Il ne m’appartient pas davantage qu’à un médecin de juger ce qu’est une vie digne ou non d’être vécue, ou de m’ériger en défenseur d’une liberté qui justifierait que par délégation on puisse s’estimer légitime à refuser que vive une personne. Ce qui m’interroge à propos de M. Vincent Lambert c’est cette obstination qui est devenue la vulgate des bien pensants sans le moindre doute que son droit était de « mourir dans la dignité » alors que notre devoir était plutôt de « respecter sa vie dans sa dignité ». Je ne suis pas un obstiné de la vie, mais soucieux de la valeur inconditionnelle qui doit être reconnue à toute existence.

M. Vincent Lambert est le symbole de la vulnérabilité éprouvée dans le handicap et la maladie, le symbole d’une médecine qui réanime et ne parvient pas toujours à assumer les conséquences de ses choix.

Il a été le prisonnier d’une controverse qui portait sur l’évolution de notre législation sur la fin de vie. Le 17 juillet 2012 le président François Hollande avait en effet lancé une concertation nationale dont l’objectif était d’évoluer vers une conception de l’assistance médicalisée en fin de vie assimilable à l’euthanasie. La décision d’arrêt de l’hydratation et de la nutrition de Vincent Lambert le 10 avril 2013, reposait sur une interprétation controversée de la loi relative aux droits des malades et à la fin de vie du 22 avril 2005 qui se trouvait de la sorte affaiblie. Les partisans d’une évolution législative s’en trouvaient renforcés. Si l’on ajoute que M. Vincent Lambert n’avait ni rédigé des directives anticipées ni désigné pour le représenter une personne de confiance, on comprend que les arguties judiciaires aient été amplifiées par les divergences d’opinions au sein d’une famille clivée entre droit à la mort et respect de la vie. M. Vincent Lambert est ainsi devenu un symbole idéologique et politique.
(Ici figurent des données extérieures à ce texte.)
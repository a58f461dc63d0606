use std::{process, sync::Arc, time::Duration};

use blogers::{
    application::{
        error::AppError,
        repos::{RepoError, Repositories},
    },
    config::{self, StoreSettings},
    infra::{
        cms::{CmsClient, CmsOptions, CmsStore},
        error::InfraError,
        http::{self, HttpOptions, RouterState},
        memory::MemoryStore,
        oauth::{GithubOAuth, GithubOptions},
        session::{SessionCodec, cookie_key},
        telemetry,
    },
};
use tokio::{net::TcpListener, sync::Notify};
use tracing::{Dispatch, Level, dispatcher, error, info, warn};
use tracing_subscriber::fmt as tracing_fmt;

#[tokio::main]
async fn main() {
    if let Err(error) = run().await {
        report_application_error(&error);
        process::exit(1);
    }
}

fn report_application_error(error: &AppError) {
    if dispatcher::has_been_set() {
        error!(error = %error, "application error");
        return;
    }

    let subscriber = tracing_fmt().with_max_level(Level::ERROR).finish();
    let dispatch = Dispatch::new(subscriber);
    dispatcher::with_default(&dispatch, || {
        error!(error = %error, "application error");
    });
}

async fn run() -> Result<(), AppError> {
    let (cli_args, settings) = config::load_with_cli()
        .map_err(|err| AppError::unexpected(format!("failed to load configuration: {err}")))?;

    let command = cli_args
        .command
        .unwrap_or(config::Command::Serve(Box::<config::ServeArgs>::default()));

    telemetry::init(&settings.logging).map_err(AppError::from)?;

    match command {
        config::Command::Serve(_) => run_serve(settings).await,
        config::Command::TrustAuthor(args) => run_trust_author(settings, args).await,
    }
}

fn init_repositories(settings: &config::Settings) -> Result<Repositories, AppError> {
    match &settings.store {
        StoreSettings::Memory => {
            warn!("using the in-memory content store; content is lost on restart");
            Ok(Repositories::from_store(Arc::new(MemoryStore::new())))
        }
        StoreSettings::Cms(cms) => {
            let client = CmsClient::new(CmsOptions {
                project_id: cms.project_id.clone(),
                dataset: cms.dataset.clone(),
                api_version: cms.api_version.clone(),
                token: cms.token.clone(),
                use_cdn: cms.use_cdn,
                api_host: cms.api_host.clone(),
                cdn_host: cms.cdn_host.clone(),
                image_host: None,
                timeout: cms.timeout,
            })
            .map_err(|err| InfraError::configuration(format!("invalid cms settings: {err}")))?;
            if cms.token.is_none() {
                warn!("no cms token configured; sign-ins and content writes will fail");
            }
            info!(
                project_id = %cms.project_id,
                dataset = %cms.dataset,
                use_cdn = cms.use_cdn,
                "using the cms content store"
            );
            Ok(Repositories::from_store(Arc::new(CmsStore::new(client))))
        }
    }
}

async fn run_serve(settings: config::Settings) -> Result<(), AppError> {
    let repos = init_repositories(&settings)?;

    let key = cookie_key(settings.auth.session_secret.as_deref())
        .ok_or_else(|| InfraError::configuration("auth.session_secret is too short"))?;
    if settings.auth.session_secret.is_none() {
        warn!("no auth.session_secret configured; sessions end when the server restarts");
    }
    let sessions = SessionCodec::new(
        key,
        settings.auth.session_max_age,
        settings.auth.secure_cookies,
    );

    let github = match &settings.auth.github {
        Some(github) => {
            let redirect_uri = settings
                .server
                .public_url
                .join("api/auth/callback/github")
                .map_err(|err| InfraError::configuration(format!("invalid public url: {err}")))?;
            let client = GithubOAuth::new(GithubOptions {
                client_id: github.client_id.clone(),
                client_secret: github.client_secret.clone(),
                redirect_uri,
                web_base: None,
                api_base: None,
                timeout: github.timeout,
            })
            .map_err(|err| InfraError::configuration(format!("invalid github settings: {err}")))?;
            Some(client)
        }
        None => {
            warn!("github sign-in disabled: no client credentials configured");
            None
        }
    };

    let state = RouterState::new(
        &repos,
        HttpOptions {
            sessions,
            github,
            unknown_provider: settings.auth.unknown_provider,
            pages: settings.pages,
            upload_limit: usize::try_from(settings.uploads.max_request_bytes.get())
                .unwrap_or(usize::MAX),
        },
    );
    let router = http::build_router(state);

    let listener = TcpListener::bind(settings.server.addr)
        .await
        .map_err(|err| AppError::from(InfraError::from(err)))?;
    info!(
        addr = %settings.server.addr,
        public_url = %settings.server.public_url,
        page_cache = settings.pages.enabled,
        "listening"
    );

    serve_until_shutdown(listener, router, settings.server.graceful_shutdown).await
}

async fn serve_until_shutdown(
    listener: TcpListener,
    router: axum::Router,
    grace: Duration,
) -> Result<(), AppError> {
    let stop = Arc::new(Notify::new());
    let server = axum::serve(listener, router.into_make_service()).with_graceful_shutdown({
        let stop = Arc::clone(&stop);
        async move { stop.notified().await }
    });
    let mut server = tokio::spawn(async move { server.await });

    tokio::select! {
        joined = &mut server => return server_result(joined),
        () = shutdown_signal() => {
            info!(grace_secs = grace.as_secs(), "shutdown requested; draining connections");
            stop.notify_one();
        }
    }

    match tokio::time::timeout(grace, &mut server).await {
        Ok(joined) => server_result(joined),
        Err(_) => {
            warn!("graceful shutdown timed out; dropping open connections");
            server.abort();
            Ok(())
        }
    }
}

fn server_result(
    joined: Result<std::io::Result<()>, tokio::task::JoinError>,
) -> Result<(), AppError> {
    match joined {
        Ok(Ok(())) => Ok(()),
        Ok(Err(err)) => Err(AppError::unexpected(format!("server error: {err}"))),
        Err(err) => Err(AppError::unexpected(format!("server task failed: {err}"))),
    }
}

async fn shutdown_signal() {
    let ctrl_c = async {
        if let Err(err) = tokio::signal::ctrl_c().await {
            error!(error = %err, "failed to listen for ctrl-c");
            std::future::pending::<()>().await;
        }
    };

    #[cfg(unix)]
    let terminate = async {
        match tokio::signal::unix::signal(tokio::signal::unix::SignalKind::terminate()) {
            Ok(mut signal) => {
                signal.recv().await;
            }
            Err(err) => {
                error!(error = %err, "failed to listen for SIGTERM");
                std::future::pending::<()>().await;
            }
        }
    };

    #[cfg(not(unix))]
    let terminate = std::future::pending::<()>();

    tokio::select! {
        () = ctrl_c => {},
        () = terminate => {},
    }
}

async fn run_trust_author(
    settings: config::Settings,
    args: config::TrustAuthorArgs,
) -> Result<(), AppError> {
    if matches!(settings.store, StoreSettings::Memory) {
        return Err(AppError::validation(
            "trust-author needs the cms store; the in-memory store starts empty",
        ));
    }

    let repos = init_repositories(&settings)?;
    let trusted = !args.revoke;
    match repos.authors.set_trusted(args.email.trim(), trusted).await {
        Ok(author) => {
            info!(
                author_id = %author.id,
                email = %author.email,
                trusted = author.trusted,
                "author trust updated"
            );
            Ok(())
        }
        Err(RepoError::NotFound) => Err(AppError::validation(format!(
            "no author with email {}",
            args.email.trim()
        ))),
        Err(err) => Err(AppError::from(err)),
    }
}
Le cas juridique a pris le dessus sur les droits d’une personne en situation de handicap. Dans le livre j’égrène la multitude des argumentations, conclusions et décisions d’une rigueur formelle impressionnante.
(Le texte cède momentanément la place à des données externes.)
//! Request and response payloads for the Blogers JSON API.
//!
//! Field names follow the document shapes the browser client already speaks
//! (`_id`, `slug.current`, camel-cased attributes), so these types double as
//! the wire contract for `/api/*`.

use serde::{Deserialize, Serialize};
use serde_json::Value;
use time::OffsetDateTime;

/// Error body shared by every JSON endpoint.
#[derive(Debug, Clone, PartialEq, Eq, Serialize, Deserialize)]
pub struct ErrorResponse {
    pub message: String,
    #[serde(default, skip_serializing_if = "Option::is_none")]
    pub error: Option<String>,
}

impl ErrorResponse {
    pub fn new(message: impl Into<String>) -> Self {
        Self {
            message: message.into(),
            error: None,
        }
    }

    pub fn with_detail(message: impl Into<String>, detail: impl Into<String>) -> Self {
        Self {
            message: message.into(),
            error: Some(detail.into()),
        }
    }
}

#[derive(Debug, Clone, PartialEq, Eq, Serialize, Deserialize)]
pub struct SuccessResponse {
    pub success: bool,
}

#[derive(Debug, Clone, PartialEq, Serialize, Deserialize)]
pub struct AssetReference {
    #[serde(rename = "_ref")]
    pub reference: String,
}

/// Main image as submitted by the create form (`{ asset: { _ref } }`).
#[derive(Debug, Clone, PartialEq, Serialize, Deserialize)]
pub struct MainImageInput {
    pub asset: AssetReference,
    #[serde(default, skip_serializing_if = "Option::is_none")]
    pub alt: Option<String>,
}

#[derive(Debug, Clone, Default, PartialEq, Serialize, Deserialize)]
#[serde(rename_all = "camelCase")]
pub struct CreatePostRequest {
    #[serde(default)]
    pub title: Option<String>,
    #[serde(default)]
    pub slug: Option<String>,
    #[serde(default)]
    pub excerpt: Option<String>,
    #[serde(default)]
    pub author: Option<String>,
    #[serde(default)]
    pub category: Option<String>,
    /// Portable-text blocks; validated by the server.
    #[serde(default)]
    pub content: Option<Vec<Value>>,
    #[serde(default)]
    pub main_image: Option<MainImageInput>,
}

#[derive(Debug, Clone, Default, PartialEq, Serialize, Deserialize)]
#[serde(rename_all = "camelCase")]
pub struct UpdatePostRequest {
    #[serde(default)]
    pub title: Option<String>,
    #[serde(default)]
    pub excerpt: Option<String>,
    #[serde(default)]
    pub author: Option<String>,
    #[serde(default)]
    pub comments_enabled: Option<bool>,
}

#[derive(Debug, Clone, PartialEq, Eq, Serialize, Deserialize)]
pub struct SlugView {
    pub current: String,
}

#[derive(Debug, Clone, PartialEq, Eq, Serialize, Deserialize)]
pub struct AssetView {
    #[serde(rename = "_id")]
    pub id: String,
    #[serde(default, skip_serializing_if = "Option::is_none")]
    pub url: Option<String>,
}

#[derive(Debug, Clone, PartialEq, Eq, Serialize, Deserialize)]
pub struct MainImageView {
    pub asset: AssetView,
    #[serde(default, skip_serializing_if = "Option::is_none")]
    pub alt: Option<String>,
}

#[derive(Debug, Clone, PartialEq, Serialize, Deserialize)]
#[serde(rename_all = "camelCase")]
pub struct PostView {
    #[serde(rename = "_id")]
    pub id: String,
    pub title: String,
    pub slug: SlugView,
    #[serde(default, skip_serializing_if = "Option::is_none")]
    pub excerpt: Option<String>,
    #[serde(default, skip_serializing_if = "Option::is_none")]
    pub author: Option<String>,
    #[serde(default, skip_serializing_if = "Option::is_none")]
    pub category: Option<String>,
    #[serde(default)]
    pub content: Vec<Value>,
    #[serde(default, with = "time::serde::rfc3339::option")]
    pub published_at: Option<OffsetDateTime>,
    pub views: u64,
    pub comments_enabled: bool,
    #[serde(default, skip_serializing_if = "Option::is_none")]
    pub main_image: Option<MainImageView>,
}

#[derive(Debug, Clone, PartialEq, Serialize, Deserialize)]
pub struct PostEnvelope {
    pub success: bool,
    pub blog: PostView,
}

#[derive(Debug, Clone, Default, PartialEq, Serialize, Deserialize)]
#[serde(rename_all = "camelCase")]
pub struct CreateCommentRequest {
    #[serde(default)]
    pub blog_id: Option<String>,
    #[serde(default)]
    pub name: Option<String>,
    #[serde(default)]
    pub email: Option<String>,
    #[serde(default)]
    pub comment: Option<String>,
    #[serde(default)]
    pub rating: Option<i64>,
}

#[derive(Debug, Clone, PartialEq, Eq, Serialize, Deserialize)]
#[serde(rename_all = "camelCase")]
pub struct CommentView {
    #[serde(rename = "_id")]
    pub id: String,
    pub name: String,
    pub email: String,
    pub comment: String,
    pub rating: u8,
    #[serde(with = "time::serde::rfc3339")]
    pub created_at: OffsetDateTime,
}

#[derive(Debug, Clone, PartialEq, Eq, Serialize, Deserialize)]
pub struct CommentsResponse {
    pub comments: Vec<CommentView>,
}

#[derive(Debug, Clone, PartialEq, Eq, Serialize, Deserialize)]
pub struct CommentEnvelope {
    pub success: bool,
    pub comment: CommentView,
}

#[derive(Debug, Clone, Default, PartialEq, Eq, Serialize, Deserialize)]
#[serde(rename_all = "camelCase")]
pub struct UploadImageRequest {
    #[serde(default)]
    pub image_data: Option<String>,
    #[serde(default)]
    pub filename: Option<String>,
    #[serde(default)]
    pub mimetype: Option<String>,
}

#[derive(Debug, Clone, PartialEq, Eq, Serialize, Deserialize)]
#[serde(rename_all = "camelCase")]
pub struct UploadImageResponse {
    pub success: bool,
    pub image_url: String,
    pub asset_id: String,
}

/// User half of the session payload; enrichment fields are absent until the
/// author record has been read.
#[derive(Debug, Clone, Default, PartialEq, Eq, Serialize, Deserialize)]
#[serde(rename_all = "camelCase")]
pub struct SessionUserView {
    #[serde(default, skip_serializing_if = "Option::is_none")]
    pub id: Option<String>,
    #[serde(default, skip_serializing_if = "Option::is_none")]
    pub name: Option<String>,
    #[serde(default, skip_serializing_if = "Option::is_none")]
    pub email: Option<String>,
    #[serde(default, skip_serializing_if = "Option::is_none")]
    pub image: Option<String>,
    #[serde(default, skip_serializing_if = "Option::is_none")]
    pub trusted: Option<bool>,
    #[serde(
        default,
        skip_serializing_if = "Option::is_none",
        with = "time::serde::rfc3339::option"
    )]
    pub joined_at: Option<OffsetDateTime>,
    #[serde(default, skip_serializing_if = "Option::is_none")]
    pub post_count: Option<u64>,
}

#[derive(Debug, Clone, PartialEq, Eq, Serialize, Deserialize)]
pub struct SessionView {
    pub user: SessionUserView,
    #[serde(with = "time::serde::rfc3339")]
    pub expires: OffsetDateTime,
}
G : Comment comprendre l’intervention de l’Etat lui-même dans ce qui aura été le dernier acte de la procédure judiciaire avant la mort de Vincent Lambert ?
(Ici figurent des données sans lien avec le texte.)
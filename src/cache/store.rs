//! Rendered page storage with a revalidation window.

use std::sync::RwLock;
use std::time::{Duration, Instant};

use bytes::Bytes;
use lru::LruCache;

use super::config::PageCacheConfig;
use super::lock::{rw_read, rw_write};

const SOURCE: &str = "cache::store";

/// Path plus raw query string of a cached page.
#[derive(Debug, Clone, PartialEq, Eq, Hash)]
pub struct PageKey {
    pub path: String,
    pub query: String,
}

impl PageKey {
    pub fn new(path: impl Into<String>, query: Option<&str>) -> Self {
        Self {
            path: path.into(),
            query: query.unwrap_or_default().to_string(),
        }
    }
}

#[derive(Debug, Clone)]
pub struct CachedPage {
    pub status: u16,
    pub headers: Vec<(String, String)>,
    pub body: Bytes,
    pub rendered_at: Instant,
}

pub struct PageCache {
    pages: RwLock<LruCache<PageKey, CachedPage>>,
    revalidate: Duration,
}

impl PageCache {
    pub fn new(config: &PageCacheConfig) -> Self {
        Self {
            pages: RwLock::new(LruCache::new(config.capacity)),
            revalidate: config.revalidate,
        }
    }

    /// Fresh copy of the page, if any. A copy older than the revalidation
    /// window is dropped so the caller renders a new one.
    pub fn get(&self, key: &PageKey, now: Instant) -> Option<CachedPage> {
        let mut pages = rw_write(&self.pages, SOURCE, "get");
        let fresh = pages
            .peek(key)
            .map(|page| now.saturating_duration_since(page.rendered_at) < self.revalidate)?;
        if fresh {
            pages.get(key).cloned()
        } else {
            pages.pop(key);
            None
        }
    }

    /// Store a page; returns the key evicted to make room, if any.
    pub fn put(&self, key: PageKey, page: CachedPage) -> Option<PageKey> {
        rw_write(&self.pages, SOURCE, "put")
            .push(key.clone(), page)
            .map(|(evicted, _)| evicted)
            .filter(|evicted| *evicted != key)
    }

    pub fn invalidate_all(&self) {
        rw_write(&self.pages, SOURCE, "invalidate_all").clear();
    }

    pub fn len(&self) -> usize {
        rw_read(&self.pages, SOURCE, "len").len()
    }

    pub fn is_empty(&self) -> bool {
        self.len() == 0
    }
}

#[cfg(test)]
mod tests {
    use std::num::NonZeroUsize;

    use super::*;

    fn page(rendered_at: Instant) -> CachedPage {
        CachedPage {
            status: 200,
            headers: vec![("content-type".into(), "text/html".into())],
            body: Bytes::from_static(b"<p>hi</p>"),
            rendered_at,
        }
    }

    fn cache(capacity: usize) -> PageCache {
        PageCache::new(&PageCacheConfig {
            enabled: true,
            revalidate: Duration::from_secs(60),
            capacity: NonZeroUsize::new(capacity).expect("capacity"),
        })
    }

    #[test]
    fn pages_expire_after_the_revalidation_window() {
        let cache = cache(4);
        let start = Instant::now();
        let key = PageKey::new("/", None);
        cache.put(key.clone(), page(start));

        assert!(cache.get(&key, start + Duration::from_secs(59)).is_some());
        assert!(cache.get(&key, start + Duration::from_secs(60)).is_none());
        assert!(cache.is_empty());
    }

    #[test]
    fn query_strings_are_distinct_pages() {
        let cache = cache(4);
        let now = Instant::now();
        cache.put(PageKey::new("/", Some("category=food")), page(now));

        assert!(cache.get(&PageKey::new("/", None), now).is_none());
        assert!(
            cache
                .get(&PageKey::new("/", Some("category=food")), now)
                .is_some()
        );
    }

    #[test]
    fn capacity_evicts_least_recent() {
        let cache = cache(1);
        let now = Instant::now();
        assert_eq!(cache.put(PageKey::new("/a", None), page(now)), None);
        assert_eq!(
            cache.put(PageKey::new("/b", None), page(now)),
            Some(PageKey::new("/a", None))
        );
        cache.invalidate_all();
        assert_eq!(cache.len(), 0);
    }
}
EH : En démocratie, l’exemplarité devrait relever de principes qui situent les droits de la personne au niveau le plus élevé de nos exigences. Nous l’avons constaté en ces temps de pandémie, l’État a souhaité préserver la vie des plus vulnérables en imposant le confinement au prix de conséquences économiques dont on découvre l’ampleur. Le parcours chaotique de M. Vincent Lambert dans les dédales médico-juridiques est exemplaire d’une déroute éthique et politique qui interroge nos valeurs de sollicitude et de solidarité.

Pour résumer, je pense que la vie de Vincent Lambert a été contestée au point d’être considérée illégale, ce qui devait aboutir à légaliser la décision de sa mort. Je résume d’une formule cet empilement de procédures et d’arrêts : la mort médicalisée de Vincent Lambert est-elle légale ou non ? M. Vincent Lambert n’était pas en fin de vie. Aucune expertise médicale ne porte du reste sur cette question, mais sur son degré de handicap et sur la réversibilité possible de son état.

Toute existence m’importe et doit être considérée dans ses valeurs, sa dignité et ses droits. Je ne suis pas partisan de la vie à n’importe quelle condition ou de l’obstination médicale déraisonnable. Mais une démocratie se doit d’être loyale et juste, tout particulièrement lorsque les fragilités humaines attendent de notre part l’affirmation que toute vie compte, qu’elle est digne de notre considération.

En juin 2019, l’État français n’a pas témoigné de cette attention en attaquant devant la Cour de cassation la décision de la Cour d’appel de Paris demandant de surseoir à la sédation terminale de M. Vincent Lambert. Cette position n’avait rien d’exemplaire, et je ne comprends toujours pas ce qu’elle souhaitait démontrer ou prouver. M. Vincent Lambert, dans sa mort même, nous interroge sur ce qu’est l’esprit de notre démocratie. C’est pourquoi j’ai estimé important de lui consacrer ce livre qui traite d’un échouement éthique et politique dont nous devrions tirer quelques leçons.